La prolifération du nombre de produits se prévalant d'être biostimulants, leurs allégations multiples, et leur mise en marché hasardeuse a engendré une confusion croissante chez les distributeurs. Les auteurs du rapport ont mené un recensement, non exhaustif, qui fait état fin 2014 de 45 metteurs en marché en France, issus d'horizons divers, et plus de 300 produits biostimulants sur le marché français, dont plus des deux tiers mis en marché par voie irrégulière d'application des normes ! La majorité de ces substances est proposée dans des formulations les associant à des matières fertilisantes classiques. « D'un point de vue réglementaire, l'ajout de matières fertilisantes permet de légitimer à tort un positionnement réglementaire, explique l'étude. D'un point de vue marketing, l'ajout d'un biostimulant permet de renouveler le discours commercial d'une gamme de matières fertilisantes classiques. »

Des espoirs parfois déçus

En même temps, les biostimulants suscitent un intérêt grandissant dans un contexte où les attentes sociétales sur la durabilité des systèmes agricoles sont de plus en plus fortes, mais aussi parce qu'ils sont vus par la distribution comme apporteurs de marges dans un secteur de la fertilisation où règne les commodités. « Historiquement, les biostimulants concernaient surtout les cultures spéciales, à plus haute valeur, détaille le rapport. Ces dernières années, ces marchés ont été confrontés à une baisse de prix et une concurrence d'autres régions productrices dans le monde. » En conséquence, notamment avec des spécialités stimulant la teneur en protéines du blé, améliorant l'installation de la plantule en début de culture (effet starter), voire même en traitement de semences, le développement des biostimulants destinés aux grandes cultures s'est accéléré. Et c'est là où se fait aujourd'hui essentiellement la croissance. D'après notre sondage ADquation-Agrodistribution (lire p. 25), un agriculteur sur cinq aurait déjà utilisé un biostimulant. Cette proportion est d'ailleurs plus élevée en orientation grandes cultures (27 %) et pour ceux travaillant plus de 50 ha de céréales (28 %). Et parmi ceux qui n'ont pas encore sauté le pas, ils seraient 23 % à bien vouloir essayer, voire 32 % chez les agriculteurs exerçant en grandes cultures, et même 36 % pour les céréaliers ayant plus de 50 ha. Reste à passer la barrière du prix...

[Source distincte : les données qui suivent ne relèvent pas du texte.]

//! Time bucketing and time ranges

use chrono::NaiveDateTime;
use serde::{Deserialize, Serialize};
use std::fmt;
use std::str::FromStr;
use super::error::QueryError;

/// Time-bucketing unit of a query
#[derive(Debug, Clone, PartialEq, Eq, Serialize, Deserialize)]
#[serde(untagged)]
pub enum Granularity {
    /// Bare duration in milliseconds
    Duration(u64),
    /// Named granularity; "all" disables bucketing
    Named(String),
}

impl Granularity {
    pub const ALL: &'static str = "all";

    pub fn all() -> Self {
        Granularity::Named(Self::ALL.to_string())
    }

    pub fn named(name: impl Into<String>) -> Self {
        Granularity::Named(name.into())
    }

    pub fn duration_ms(ms: u64) -> Self {
        Granularity::Duration(ms)
    }

    /// True for the "all" sentinel (no time bucketing)
    pub fn is_all(&self) -> bool {
        matches!(self, Granularity::Named(name) if name.eq_ignore_ascii_case(Self::ALL))
    }

    pub(crate) fn validate(&self) -> Result<(), QueryError> {
        match self {
            Granularity::Duration(0) => Err(QueryError::InvalidGranularity("0".to_string())),
            Granularity::Named(name) if name.trim().is_empty() => {
                Err(QueryError::InvalidGranularity(name.clone()))
            }
            _ => Ok(()),
        }
    }
}

impl Default for Granularity {
    fn default() -> Self {
        Granularity::all()
    }
}

impl fmt::Display for Granularity {
    fn fmt(&self, f: &mut fmt::Formatter<'_>) -> fmt::Result {
        match self {
            Granularity::Duration(ms) => write!(f, "{}ms", ms),
            Granularity::Named(name) => write!(f, "{}", name),
        }
    }
}

impl FromStr for Granularity {
    type Err = QueryError;

    /// Digits parse as a millisecond duration, anything else as a name
    fn from_str(s: &str) -> Result<Self, Self::Err> {
        let s = s.trim();
        let granularity = match s.parse::<u64>() {
            Ok(ms) => Granularity::Duration(ms),
            Err(_) => Granularity::Named(s.to_string()),
        };
        granularity.validate()?;
        Ok(granularity)
    }
}

/// Half-open interval `[from, to)`
#[derive(Debug, Clone, Copy, PartialEq, Eq)]
pub struct TimeRange {
    pub from: NaiveDateTime,
    pub to: NaiveDateTime,
}

impl TimeRange {
    pub fn new(from: NaiveDateTime, to: NaiveDateTime) -> Result<Self, QueryError> {
        if from >= to {
            return Err(QueryError::EmptyTimeRange { from, to });
        }
        Ok(Self { from, to })
    }

    pub fn contains(&self, ts: NaiveDateTime) -> bool {
        ts >= self.from && ts < self.to
    }

    /// ISO-8601 interval string, `from/to`
    pub fn iso_interval(&self) -> String {
        format!("{}/{}", isoformat(&self.from), isoformat(&self.to))
    }
}

/// ISO-8601 without offset; fractional seconds only when non-zero
pub fn isoformat(ts: &NaiveDateTime) -> String {
    ts.format("%Y-%m-%dT%H:%M:%S%.f").to_string()
}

Mais les agriculteurs en attendent parfois beaucoup trop, du fait d'un décalage entre les promesses commerciales et les effets réellement observés. « En effet, par manque de formation ou de communication (ou par mauvaise information ou présentations erronées ?), admet l'étude, les utilisateurs comparent encore les produits de stimulation aux produits classiques. » Or, ces produits ne sont pas censés remplacer les fertilisants traditionnels. En eux-mêmes, ils n'apportent pas ou très peu d'éléments nutritifs à la plante. Ils peuvent permettre de réduire un peu les doses, mais ils sont surtout présentés comme un moyen d'améliorer l'efficience des engrais minéraux. Leurs modes d'action originaux à travers la plante et le sol séduisent autant qu'ils déconcertent.

Un marché en plein essor

Les biostimulants étant des produits complexes par excellence, et pouvant contenir une multitude de substances actives, certaines pouvant agir d'ailleurs comme stimulateurs de défense des plantes, leur effet sur la plante sera le résultat d'un ensemble d'actions, qu'il est difficile de décrire individuellement, et avec une efficacité très variable. Ce pourquoi aussi il est difficile d'avoir des résultats transparents. Pour Benoît Planques, président de la Cas, « il y a une telle technicité en France qu'il est difficile de gagner quelques points statistiquement valables. En revanche, cela peut aider à revoir les pratiques culturales et le rapport au sol ». Quoi qu'il en soit, et bien qu'encore de taille limitée (selon l'Unifa, 5 % des surfaces, Valagro l'estime à près de 100 M€), le marché français des biostimulants est en plein essor, surtout si on le compare à celui de la fertilisation classique.